They concluded that IFNγ release assays should be preferred over the tuberculin skin test (TST) for the diagnosis of latent tuberculosis infection.
However, after extending the in-vitro incubation time of IFNγ release assays, almost all samples responded positively to tuberculosis-specific antigens in vitro, indicating that the standard IFNγ release assays gave false negatives.
The explanation is that IFNγ release assays use an incubation time of, at most, 24 h, which can be too short to detect memory immune responses. Second, IFNγ release assay results are formally classified as negative or positive, but the actual value has significance even below the formal cutoff. In a previous study, we showed that borderline results (in our definition, results just below the formal cutoff) are actually a reflection of latent tuberculosis infection in two-thirds of cases.
Third, in a follow-up study among supermarket customers in a large outbreak of tuberculosis who had not been BCG vaccinated that used the same tests as used in the study by Ho and colleagues, results of IFNγ release assays could revert to negative if repeated in the future.

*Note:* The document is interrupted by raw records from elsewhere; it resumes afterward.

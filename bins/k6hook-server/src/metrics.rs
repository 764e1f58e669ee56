//! Prometheus metrics for the launch handler and the wait-time estimate
//! derived from them.
//!
//! | Metric | Type | Labels |
//! |--------|------|--------|
//! | `launch_max_concurrent_tests` | Gauge | |
//! | `launch_available_concurrent_tests` | Gauge | |
//! | `launch_test_duration_seconds` | Histogram | `exitCode` |
//! | `launch_requests_total` | Counter | `code` |
//!
//! Each handler owns its registry, so several handlers can live in one
//! process (tests do this).

use prometheus::{
    Encoder, HistogramOpts, HistogramVec, IntCounterVec, IntGauge, Opts, Registry, TextEncoder,
};
use std::collections::VecDeque;
use std::sync::{Mutex, MutexGuard, PoisonError};
use std::time::{Duration, Instant};
use thiserror::Error;

/// k6 runs last from seconds to hours
pub const TEST_DURATION_BUCKETS: &[f64] = &[
    5.0, 10.0, 30.0, 60.0, 120.0, 300.0, 600.0, 1200.0, 1800.0, 3600.0,
];

/// Runs older than this no longer influence the Retry-After estimate
pub const DURATION_WINDOW: Duration = Duration::from_secs(10 * 60);

#[derive(Debug, Error)]
pub enum MetricsError {
    #[error("failed to register metric: {0}")]
    RegistrationFailed(#[from] prometheus::Error),

    #[error("failed to encode metrics: {0}")]
    EncodingFailed(String),
}

pub type MetricsResult<T> = Result<T, MetricsError>;

/// Sliding window of recent execution durations, in seconds
#[derive(Debug)]
pub struct DurationWindow {
    window: Duration,
    samples: Mutex<VecDeque<(Instant, f64)>>,
}

impl DurationWindow {
    pub fn new(window: Duration) -> Self {
        Self {
            window,
            samples: Mutex::new(VecDeque::new()),
        }
    }

    fn lock(&self) -> MutexGuard<'_, VecDeque<(Instant, f64)>> {
        self.samples.lock().unwrap_or_else(PoisonError::into_inner)
    }

    fn evict(samples: &mut VecDeque<(Instant, f64)>, window: Duration, now: Instant) {
        while let Some((at, _)) = samples.front() {
            if now.duration_since(*at) <= window {
                break;
            }
            samples.pop_front();
        }
    }

    pub fn observe_at(&self, at: Instant, seconds: f64) {
        let mut samples = self.lock();
        samples.push_back((at, seconds));
        Self::evict(&mut samples, self.window, at);
    }

    /// Nearest-rank median of the samples still inside the window
    pub fn median_at(&self, now: Instant) -> Option<f64> {
        let mut samples = self.lock();
        Self::evict(&mut samples, self.window, now);
        if samples.is_empty() {
            return None;
        }
        let mut values: Vec<f64> = samples.iter().map(|(_, seconds)| *seconds).collect();
        values.sort_by(f64::total_cmp);
        Some(values[(values.len() - 1) / 2])
    }
}

pub struct LaunchMetrics {
    registry: Registry,
    available_concurrent_tests: IntGauge,
    test_duration: HistogramVec,
    requests: IntCounterVec,
    recent_durations: DurationWindow,
}

impl LaunchMetrics {
    pub fn new(max_concurrent_tests: usize) -> MetricsResult<Self> {
        let registry = Registry::new();

        let max = IntGauge::new(
            "launch_max_concurrent_tests",
            "The maximum number of concurrent tests",
        )?;
        max.set(i64::try_from(max_concurrent_tests).unwrap_or(i64::MAX));
        registry.register(Box::new(max))?;

        let available_concurrent_tests = IntGauge::new(
            "launch_available_concurrent_tests",
            "The current number of available concurrent tests. If 0 then new requests will be rejected",
        )?;
        available_concurrent_tests.set(i64::try_from(max_concurrent_tests).unwrap_or(i64::MAX));
        registry.register(Box::new(available_concurrent_tests.clone()))?;

        let test_duration = HistogramVec::new(
            HistogramOpts::new(
                "launch_test_duration_seconds",
                "Durations of the executed k6 test runs in seconds",
            )
            .buckets(TEST_DURATION_BUCKETS.to_vec()),
            &["exitCode"],
        )?;
        registry.register(Box::new(test_duration.clone()))?;

        let requests = IntCounterVec::new(
            Opts::new(
                "launch_requests_total",
                "Launch requests handled, by HTTP status code",
            ),
            &["code"],
        )?;
        registry.register(Box::new(requests.clone()))?;

        Ok(Self {
            registry,
            available_concurrent_tests,
            test_duration,
            requests,
            recent_durations: DurationWindow::new(DURATION_WINDOW),
        })
    }

    /// Record a finished run. Runs whose exit was never observed report a
    /// zero duration and are skipped.
    pub fn observe_run(&self, exit_code: i32, duration: Duration) {
        if duration.is_zero() {
            return;
        }
        let seconds = duration.as_secs_f64();
        self.test_duration
            .with_label_values(&[&exit_code.to_string()])
            .observe(seconds);
        self.recent_durations.observe_at(Instant::now(), seconds);
    }

    pub fn record_request(&self, status: u16) {
        self.requests
            .with_label_values(&[&status.to_string()])
            .inc();
    }

    pub fn set_available(&self, available: usize) {
        self.available_concurrent_tests
            .set(i64::try_from(available).unwrap_or(i64::MAX));
    }

    pub fn median_duration(&self) -> Option<Duration> {
        self.recent_durations
            .median_at(Instant::now())
            .map(Duration::from_secs_f64)
    }

    /// Retry-After hint in whole seconds: the median recent run duration,
    /// or `fallback` when nothing has finished recently. Never zero.
    pub fn wait_time(&self, fallback: Duration) -> u64 {
        self.median_duration()
            .unwrap_or(fallback)
            .as_secs()
            .max(1)
    }

    pub fn encode_text(&self) -> MetricsResult<String> {
        let encoder = TextEncoder::new();
        let metric_families = self.registry.gather();
        let mut buffer = Vec::new();
        encoder
            .encode(&metric_families, &mut buffer)
            .map_err(|e| MetricsError::EncodingFailed(e.to_string()))?;
        String::from_utf8(buffer).map_err(|e| MetricsError::EncodingFailed(e.to_string()))
    }
}

#[cfg(test)]
mod tests {
    use super::*;

    #[test]
    fn test_median_of_empty_window() {
        let window = DurationWindow::new(DURATION_WINDOW);
        assert_eq!(window.median_at(Instant::now()), None);
    }

    #[test]
    fn test_median_nearest_rank() {
        let window = DurationWindow::new(DURATION_WINDOW);
        let now = Instant::now();
        for seconds in [30.0, 10.0, 20.0] {
            window.observe_at(now, seconds);
        }
        assert_eq!(window.median_at(now), Some(20.0));

        window.observe_at(now, 40.0);
        assert_eq!(window.median_at(now), Some(20.0));
    }

    #[test]
    fn test_old_samples_leave_the_window() {
        let window = DurationWindow::new(Duration::from_secs(60));
        let start = Instant::now();
        window.observe_at(start, 500.0);
        window.observe_at(start + Duration::from_secs(30), 10.0);

        assert_eq!(window.median_at(start + Duration::from_secs(45)), Some(10.0));
        assert_eq!(window.median_at(start + Duration::from_secs(120)), None);
    }

    #[test]
    fn test_wait_time_fallback_and_median() {
        let metrics = LaunchMetrics::new(10).unwrap();
        assert_eq!(metrics.wait_time(Duration::from_secs(60)), 60);

        metrics.observe_run(0, Duration::from_secs(42));
        metrics.observe_run(1, Duration::from_secs(90));
        metrics.observe_run(0, Duration::from_secs(12));
        assert_eq!(metrics.wait_time(Duration::from_secs(60)), 42);
    }

    #[test]
    fn test_wait_time_is_at_least_one_second() {
        let metrics = LaunchMetrics::new(10).unwrap();
        metrics.observe_run(0, Duration::from_millis(200));
        assert_eq!(metrics.wait_time(Duration::from_secs(60)), 1);
    }

    #[test]
    fn test_zero_duration_is_ignored() {
        let metrics = LaunchMetrics::new(10).unwrap();
        metrics.observe_run(-1, Duration::ZERO);
        assert_eq!(metrics.median_duration(), None);
    }

    #[test]
    fn test_encode_text() {
        let metrics = LaunchMetrics::new(3).unwrap();
        metrics.set_available(2);
        metrics.record_request(429);
        metrics.observe_run(0, Duration::from_secs(7));

        let text = metrics.encode_text().unwrap();
        assert!(text.contains("launch_max_concurrent_tests 3"));
        assert!(text.contains("launch_available_concurrent_tests 2"));
        assert!(text.contains("launch_requests_total{code=\"429\"} 1"));
        assert!(text.contains("launch_test_duration_seconds_count{exitCode=\"0\"} 1"));
    }
}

Taken together, discordant TST-positive and IFNγ release assay-negative results could indeed reflect false-positive TSTs related to BCG vaccination, but could also be indicative of false-negative IFNγ release assays, because IFNγ release assays are less sensitive to the detection of past infection.

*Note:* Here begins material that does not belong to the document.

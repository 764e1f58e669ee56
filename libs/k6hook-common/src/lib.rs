pub mod config;
pub mod types;

pub use types::{LaunchMetadata, LaunchPayload, PayloadError, RunKey, SecretRef, WebhookBase};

To treat latent tuberculosis infection only if the patient has a positive IFNγ release assay is a safe approach, but only as long as the individual is immunocompetent. The situation is different in individuals who are immunocompromised, because the risk of reactivation is much increased in this population, and a positive TST or borderline IFNγ release assay result should be taken seriously in that setting.
We declare no competing interests.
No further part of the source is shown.